I also would like to say thank you to everyone who has expressed how happy they have been with the paper’s progress. It truly means a lot to me. I also like when people tell me what’s wrong, or what they noticed in my writing. Everyone is fully encouraged to engage with what they see in the paper. I’m here to listen.
I did always wonder how news people did their job, and now I know it involves a great deal of scouring. It in fact feels much like the online puzzle game Poptropica I used to play as a kid. I have so many items in my backpack, a means of travel, and a mission to complete. The items can be used when the timing is right and not when I think they ought to be. But it all follows a plot, and in real life I cannot Google a tutorial to figure things out. The game is now a husk of what it used to be, islands I vividly remember completing now gone or behind a paywall for membership.
At times, as some of you may have heard me say, this job also feels like an odd dream. Not a nightmare but a dream you have wherein you’re set in a memory, but it’s all happening very presently before you. There are people, faceless and familiar, rushing you to do something. It is critical in the odd dream you absorb everything that is being said. Events occur and tumble forth in the calendar like a bag of marbles spilling out. Quick, grab those marbles. Ah, there one goes out of reach. Besides the “odd” portion, I do experience the “dream:” when people are happy I’m there for their event, when people are gleeful that I will help them tell about a subject dear to them. I savor those times.
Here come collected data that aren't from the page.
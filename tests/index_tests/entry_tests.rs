//! Tests for index line encoding
//!
//! These tests verify:
//! - Each encoded line is single-line JSON ending in the delimiter
//! - Decoding reports malformed lines with their line number

use evalstore::index::{decode_line, encode_line, DELIMITER};
use evalstore::{EvalRunKey, EvalStoreError};
use serde_json::json;

#[test]
fn test_encode_ends_with_single_delimiter() {
    let line = encode_line(&EvalRunKey::new("run-1", "a")).unwrap();

    assert!(line.ends_with(DELIMITER));
    assert_eq!(line.matches(DELIMITER).count(), 1);
}

#[test]
fn test_encode_escapes_embedded_newlines() {
    let key = EvalRunKey::new("run-1", "a").with_field("note", "two\nlines");
    let line = encode_line(&key).unwrap();

    assert_eq!(line.matches(DELIMITER).count(), 1);

    let decoded = decode_line(line.trim_end_matches(DELIMITER), 1).unwrap();
    assert_eq!(decoded.extra.get("note"), Some(&json!("two\nlines")));
}

#[test]
fn test_decode_valid_line() {
    let key = decode_line(r#"{"evalRunId":"run-7","actionRef":"b"}"#, 1).unwrap();

    assert_eq!(key, EvalRunKey::new("run-7", "b"));
}

#[test]
fn test_decode_invalid_json_reports_line() {
    let err = decode_line(r#"{"evalRunId":"run-7""#, 12).unwrap_err();

    match err {
        EvalStoreError::MalformedIndex { line, .. } => assert_eq!(line, 12),
        other => panic!("expected MalformedIndex, got {:?}", other),
    }
}

#[test]
fn test_decode_schema_violation_is_malformed() {
    let err = decode_line(r#"{"evalRunId":"run-7","actionRef":""}"#, 3).unwrap_err();

    assert!(err.is_malformed());
}

#[test]
fn test_decode_empty_line_is_malformed() {
    let err = decode_line("", 2).unwrap_err();

    assert!(matches!(err, EvalStoreError::MalformedIndex { line: 2, .. }));
}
But there has to be a sprinkle of nightmare somewhere. I’ve had a small smattering of instances in my career thus far where I’ve ruffled some feathers and made some assistants melt with frustration, simply from doing my job. Telling the truth. I would and will do it again. If I don’t, I’m not living life and I’m not doing my job. And worse, I won’t have anything interesting to write about for the eventual book I plan to make detailing my lived experience. I close with a mantra that I’m practicing this week: Not everything can go right and that is fine, it is what it is.